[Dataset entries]
§ §
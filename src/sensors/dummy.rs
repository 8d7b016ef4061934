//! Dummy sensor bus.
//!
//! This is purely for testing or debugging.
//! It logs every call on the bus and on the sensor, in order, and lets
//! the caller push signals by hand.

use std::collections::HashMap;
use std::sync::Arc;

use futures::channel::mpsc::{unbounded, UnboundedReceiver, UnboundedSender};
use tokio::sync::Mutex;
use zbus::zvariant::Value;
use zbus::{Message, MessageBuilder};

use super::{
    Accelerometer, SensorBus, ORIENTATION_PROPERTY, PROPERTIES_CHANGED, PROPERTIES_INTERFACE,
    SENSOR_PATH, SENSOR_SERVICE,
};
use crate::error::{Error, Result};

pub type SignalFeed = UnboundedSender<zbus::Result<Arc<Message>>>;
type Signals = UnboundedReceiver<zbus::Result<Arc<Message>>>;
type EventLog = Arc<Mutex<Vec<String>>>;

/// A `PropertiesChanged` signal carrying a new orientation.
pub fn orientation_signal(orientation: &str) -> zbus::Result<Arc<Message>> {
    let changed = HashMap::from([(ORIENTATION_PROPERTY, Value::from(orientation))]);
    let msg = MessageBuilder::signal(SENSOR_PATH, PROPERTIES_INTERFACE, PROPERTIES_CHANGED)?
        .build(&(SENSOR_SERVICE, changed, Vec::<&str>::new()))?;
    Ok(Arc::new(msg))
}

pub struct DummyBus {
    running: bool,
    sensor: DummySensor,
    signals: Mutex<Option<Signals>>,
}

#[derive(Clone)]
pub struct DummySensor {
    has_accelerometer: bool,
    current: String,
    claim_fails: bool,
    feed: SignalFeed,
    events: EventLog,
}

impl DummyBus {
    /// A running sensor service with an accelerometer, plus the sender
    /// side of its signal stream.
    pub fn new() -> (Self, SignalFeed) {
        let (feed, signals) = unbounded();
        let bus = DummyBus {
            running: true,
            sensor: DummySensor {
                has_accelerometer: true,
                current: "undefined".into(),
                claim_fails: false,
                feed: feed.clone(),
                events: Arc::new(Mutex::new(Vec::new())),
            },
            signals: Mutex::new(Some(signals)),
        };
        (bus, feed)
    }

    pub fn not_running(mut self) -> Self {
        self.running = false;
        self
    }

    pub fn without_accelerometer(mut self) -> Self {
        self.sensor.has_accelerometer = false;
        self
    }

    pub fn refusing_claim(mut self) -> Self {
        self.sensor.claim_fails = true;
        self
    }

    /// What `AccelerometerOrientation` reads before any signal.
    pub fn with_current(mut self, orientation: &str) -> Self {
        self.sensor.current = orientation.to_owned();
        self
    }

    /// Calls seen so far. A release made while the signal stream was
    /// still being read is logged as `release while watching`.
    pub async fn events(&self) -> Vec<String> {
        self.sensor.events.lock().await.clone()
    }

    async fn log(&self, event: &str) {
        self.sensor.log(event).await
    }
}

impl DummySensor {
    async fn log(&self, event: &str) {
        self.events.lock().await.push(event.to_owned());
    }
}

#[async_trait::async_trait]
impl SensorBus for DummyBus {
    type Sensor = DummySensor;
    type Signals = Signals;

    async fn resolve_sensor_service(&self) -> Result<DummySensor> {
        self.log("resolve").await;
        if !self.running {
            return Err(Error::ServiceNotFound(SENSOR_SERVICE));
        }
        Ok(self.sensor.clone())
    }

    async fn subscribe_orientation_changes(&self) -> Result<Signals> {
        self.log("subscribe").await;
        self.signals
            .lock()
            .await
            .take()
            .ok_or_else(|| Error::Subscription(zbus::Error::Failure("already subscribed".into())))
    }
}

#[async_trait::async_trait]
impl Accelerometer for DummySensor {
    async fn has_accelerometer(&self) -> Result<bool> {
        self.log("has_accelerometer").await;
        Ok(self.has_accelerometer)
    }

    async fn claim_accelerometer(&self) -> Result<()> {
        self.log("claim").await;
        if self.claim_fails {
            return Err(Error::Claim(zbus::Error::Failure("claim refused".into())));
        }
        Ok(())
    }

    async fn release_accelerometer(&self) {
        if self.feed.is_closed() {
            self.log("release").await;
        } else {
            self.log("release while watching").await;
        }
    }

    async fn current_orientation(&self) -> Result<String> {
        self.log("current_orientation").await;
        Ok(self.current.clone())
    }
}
§ §
◆ TASK GOAL ◆
Set down each entry again, unchanged.

◆ SOLVED EXERCISE ◆
filename src/sensors/dummy.rs
repository 8d7b016ef4061934
//! Dummy sensor bus.
//!
//! This is purely for testing or debugging.
//! It logs every call on the bus and on the sensor, in order, and lets
//! the caller push signals by hand.

use std::collections::HashMap;
use std::sync::Arc;

use futures::channel::mpsc::{unbounded, UnboundedReceiver, UnboundedSender};
use tokio::sync::Mutex;
use zbus::zvariant::Value;
use zbus::{Message, MessageBuilder};

use super::{
    Accelerometer, SensorBus, ORIENTATION_PROPERTY, PROPERTIES_CHANGED, PROPERTIES_INTERFACE,
    SENSOR_PATH, SENSOR_SERVICE,
};
use crate::error::{Error, Result};

pub type SignalFeed = UnboundedSender<zbus::Result<Arc<Message>>>;
type Signals = UnboundedReceiver<zbus::Result<Arc<Message>>>;
type EventLog = Arc<Mutex<Vec<String>>>;

/// A `PropertiesChanged` signal carrying a new orientation.
pub fn orientation_signal(orientation: &str) -> zbus::Result<Arc<Message>> {
    let changed = HashMap::from([(ORIENTATION_PROPERTY, Value::from(orientation))]);
    let msg = MessageBuilder::signal(SENSOR_PATH, PROPERTIES_INTERFACE, PROPERTIES_CHANGED)?
        .build(&(SENSOR_SERVICE, changed, Vec::<&str>::new()))?;
    Ok(Arc::new(msg))
}

pub struct DummyBus {
    running: bool,
    sensor: DummySensor,
    signals: Mutex<Option<Signals>>,
}

#[derive(Clone)]
pub struct DummySensor {
    has_accelerometer: bool,
    current: String,
    claim_fails: bool,
    feed: SignalFeed,
    events: EventLog,
}

impl DummyBus {
    /// A running sensor service with an accelerometer, plus the sender
    /// side of its signal stream.
    pub fn new() -> (Self, SignalFeed) {
        let (feed, signals) = unbounded();
        let bus = DummyBus {
            running: true,
            sensor: DummySensor {
                has_accelerometer: true,
                current: "undefined".into(),
                claim_fails: false,
                feed: feed.clone(),
                events: Arc::new(Mutex::new(Vec::new())),
            },
            signals: Mutex::new(Some(signals)),
        };
        (bus, feed)
    }

    pub fn not_running(mut self) -> Self {
        self.running = false;
        self
    }

    pub fn without_accelerometer(mut self) -> Self {
        self.sensor.has_accelerometer = false;
        self
    }

    pub fn refusing_claim(mut self) -> Self {
        self.sensor.claim_fails = true;
        self
    }

    /// What `AccelerometerOrientation` reads before any signal.
    pub fn with_current(mut self, orientation: &str) -> Self {
        self.sensor.current = orientation.to_owned();
        self
    }

    /// Calls seen so far. A release made while the signal stream was
    /// still being read is logged as `release while watching`.
    pub async fn events(&self) -> Vec<String> {
        self.sensor.events.lock().await.clone()
    }

    async fn log(&self, event: &str) {
        self.sensor.log(event).await
    }
}

impl DummySensor {
    async fn log(&self, event: &str) {
        self.events.lock().await.push(event.to_owned());
    }
}

#[async_trait::async_trait]
impl SensorBus for DummyBus {
    type Sensor = DummySensor;
    type Signals = Signals;

    async fn resolve_sensor_service(&self) -> Result<DummySensor> {
        self.log("resolve").await;
        if !self.running {
            return Err(Error::ServiceNotFound(SENSOR_SERVICE));
        }
        Ok(self.sensor.clone())
    }

    async fn subscribe_orientation_changes(&self) -> Result<Signals> {
        self.log("subscribe").await;
        self.signals
            .lock()
            .await
            .take()
            .ok_or_else(|| Error::Subscription(zbus::Error::Failure("already subscribed".into())))
    }
}

#[async_trait::async_trait]
impl Accelerometer for DummySensor {
    async fn has_accelerometer(&self) -> Result<bool> {
        self.log("has_accelerometer").await;
        Ok(self.has_accelerometer)
    }

    async fn claim_accelerometer(&self) -> Result<()> {
        self.log("claim").await;
        if self.claim_fails {
            return Err(Error::Claim(zbus::Error::Failure("claim refused".into())));
        }
        Ok(())
    }

    async fn release_accelerometer(&self) {
        if self.feed.is_closed() {
            self.log("release").await;
        } else {
            self.log("release while watching").await;
        }
    }

    async fn current_orientation(&self) -> Result<String> {
        self.log("current_orientation").await;
        Ok(self.current.clone())
    }
}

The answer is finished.